Aim of the task =>
Within these records, how many lines hold "struct"? Give the number alone.

Recorded data =>
#![deny(
    clippy::all,
    clippy::pedantic,
    clippy::perf,
    clippy::style,
    clippy::missing_safety_doc,
    clippy::missing_const_for_fn
)]
#![warn(missing_docs, rust_2018_idioms)]
#![allow(clippy::module_name_repetitions)]

//! # shelfscan
//!
//! shelfscan looks up book metadata by ISBN from a remote catalog, lets the user review and edit
//! the result in a [`form::FormController`], collects the saved [`record::BookRecord`]s in an
//! in-memory [`store::RecordStore`] and exports them to an `.xlsx` spreadsheet.
//!
//! Talking to the user is left to the front end through the [`interact::Notifier`],
//! [`interact::Prompter`] and [`table::Renderer`] traits.

mod api;
pub mod catalog;
mod error;
pub mod export;
pub mod form;
pub mod interact;
pub mod isbn;
pub mod record;
pub mod store;
pub mod table;

pub use api::Client;
pub use error::{Error, ErrorKind};

use catalog::{Catalog, CatalogKind, Lookup};
use log::trace;

/// Look up `isbn` in the `kind` catalog, at its public URL unless `base_url` is given.
///
/// Unlike [`Lookup::resolve`] this does not degrade failures to an empty record.
///
/// # Errors
///
/// A [`ErrorKind::Validation`] error when `isbn` is not 10 to 13 digits.
/// A [`ErrorKind::NoValue`] error when the catalog has no entry for `isbn`.
/// An `Err` is returned when the request fails or the response cannot be parsed.
pub fn book_by_isbn(
    isbn: &str,
    kind: CatalogKind,
    base_url: Option<String>,
) -> Result<record::BookRecord, Error> {
    trace!("Search {} for ISBN of '{isbn}'", kind.name());
    let isbn = isbn::Isbn::parse(isbn)?;
    Catalog::new(kind, base_url).lookup(&isbn)
}
//! ISBN input validation.

use crate::{Error, ErrorKind};

/// An ISBN that has passed the 10 to 13 digit format check.
///
/// Only the shape is checked, the check digit is not.
#[derive(Clone, Debug, PartialEq, Eq, Hash)]
pub struct Isbn(String);

impl Isbn {
    /// Parses an ISBN from user input, ignoring surrounding whitespace.
    ///
    /// # Errors
    ///
    /// An [`ErrorKind::Validation`] error is returned when the trimmed input is not made of 10 to 13
    /// ASCII digits.
    pub fn parse(input: &str) -> Result<Self, Error> {
        let isbn = input.trim();
        if (10..=13).contains(&isbn.len()) && isbn.bytes().all(|b| b.is_ascii_digit()) {
            Ok(Self(isbn.to_owned()))
        } else {
            Err(Error::new(
                ErrorKind::Validation,
                format!("'{isbn}' is not a 10 to 13 digit ISBN"),
            ))
        }
    }

    /// The ISBN digits.
    #[must_use]
    pub fn as_str(&self) -> &str {
        &self.0
    }
}

impl std::fmt::Display for Isbn {
    fn fmt(&self, f: &mut std::fmt::Formatter<'_>) -> std::fmt::Result {
        f.write_str(&self.0)
    }
}
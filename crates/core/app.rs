use std::{io, path::Path};

use log::{error, info, trace};
use shelfscan::{
    catalog::Lookup,
    export::XlsxEncoder,
    form::FormController,
    record::Field,
    table::TextTable,
};

use crate::interact::{
    user_confirm, user_edit, user_input, user_select, TerminalNotifier, TerminalPrompter,
};

const ACTIONS: [&str; 3] = ["Scan an ISBN", "Export to spreadsheet", "Quit"];

/// An entry of the "What next?" menu.
#[derive(Copy, Clone, Debug, PartialEq, Eq)]
enum Action {
    Scan,
    Export,
    Quit,
}

impl Action {
    /// Backing out of the menu counts as asking to quit.
    const fn from_selection(selection: Option<usize>) -> Self {
        match selection {
            Some(0) => Self::Scan,
            Some(1) => Self::Export,
            _ => Self::Quit,
        }
    }
}

/// Runs the scan menu until the user quits.
pub fn run_session<L: Lookup>(form: &mut FormController<L>, out_dir: &Path) -> eyre::Result<()> {
    let mut table = TextTable::new(io::stdout());
    let mut notifier = TerminalNotifier;

    loop {
        match Action::from_selection(user_select("What next?", &ACTIONS)?) {
            Action::Scan => scan(form, &mut table, &mut notifier)?,
            Action::Export => {
                let exported =
                    form.export(&mut notifier, &mut TerminalPrompter, &XlsxEncoder, out_dir);
                if let Some(path) = exported {
                    println!("Saved {}", path.display());
                }
            }
            Action::Quit => {
                if confirm_quit(form)? {
                    return Ok(());
                }
            }
        }
    }
}

fn scan<L: Lookup>(
    form: &mut FormController<L>,
    table: &mut TextTable<io::Stdout>,
    notifier: &mut TerminalNotifier,
) -> eyre::Result<()> {
    form.set_isbn_input(user_input("ISBN")?);
    if !form.lookup(notifier) {
        return Ok(());
    }

    // The form stays open until the user is happy to save it.
    loop {
        for field in Field::ALL {
            let current = form
                .draft()
                .map(|draft| draft.get(field).to_owned())
                .unwrap_or_default();
            let value = user_edit(field.label(), &current)?;
            form.edit(field, value);
        }

        if user_confirm("Save this book?", true)? {
            break;
        }
        trace!("Editing the form again");
    }

    // The record is in the store even when the table could not show it.
    match form.save(table) {
        Ok(Some(record)) => trace!("Saved record for ISBN '{}'", record.isbn),
        Ok(None) => {}
        Err(err) => {
            error!("Could not add the saved book to the table: {err}");
            println!("Book saved, but it could not be shown: {err}");
        }
    }
    info!("{} books saved this session", form.state().store().len());
    Ok(())
}

fn confirm_quit<L: Lookup>(form: &FormController<L>) -> eyre::Result<bool> {
    let saved = form.state().store().len();
    if saved == 0 {
        return Ok(true);
    }
    user_confirm(
        &format!("{saved} saved books will be lost unless exported. Quit anyway?"),
        false,
    )
}
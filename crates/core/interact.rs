use dialoguer::{theme::ColorfulTheme, Confirm, Input};
use eyre::{eyre, Context, Result};
use log::warn;
use shelfscan::interact::{Notice, Notifier, Prompter};

/// Prints notices to stdout before the next prompt is shown.
#[derive(Debug, Default)]
pub struct TerminalNotifier;

impl Notifier for TerminalNotifier {
    fn notify(&mut self, notice: Notice) {
        println!("{notice}");
    }
}

/// Asks for text with a dialoguer prompt, pre-filled with the suggested value.
///
/// Clearing the line cancels the prompt.
#[derive(Debug, Default)]
pub struct TerminalPrompter;

impl Prompter for TerminalPrompter {
    fn prompt(&mut self, message: &str, default: &str) -> Option<String> {
        match user_edit(message, default) {
            Ok(answer) => Some(answer).filter(|a| !a.is_empty()),
            Err(err) => {
                warn!("{err:#}");
                None
            }
        }
    }
}

/// The index of the chosen item, or `None` when the user backs out with Esc or `q`.
pub fn user_select<S: ToString>(prompt: &str, items: &[S]) -> Result<Option<usize>> {
    dialoguer::Select::with_theme(&ColorfulTheme::default())
        .with_prompt(prompt)
        .default(0)
        .items(items)
        .interact_opt()
        .wrap_err_with(|| eyre!("User selection cancelled"))
}

pub fn user_input(prompt: &str) -> Result<String> {
    Input::with_theme(&ColorfulTheme::default())
        .with_prompt(prompt)
        .interact_text()
        .wrap_err_with(|| eyre!("User input cancelled"))
}

/// Prompt with `initial` already typed in; an empty answer is allowed.
pub fn user_edit(prompt: &str, initial: &str) -> Result<String> {
    Input::with_theme(&ColorfulTheme::default())
        .with_prompt(prompt)
        .with_initial_text(initial)
        .allow_empty(true)
        .interact_text()
        .wrap_err_with(|| eyre!("User input cancelled"))
}

pub fn user_confirm(prompt: &str, default: bool) -> Result<bool> {
    Confirm::with_theme(&ColorfulTheme::default())
        .with_prompt(prompt)
        .default(default)
        .interact()
        .wrap_err_with(|| eyre!("User confirmation cancelled"))
}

Exercise response =>
3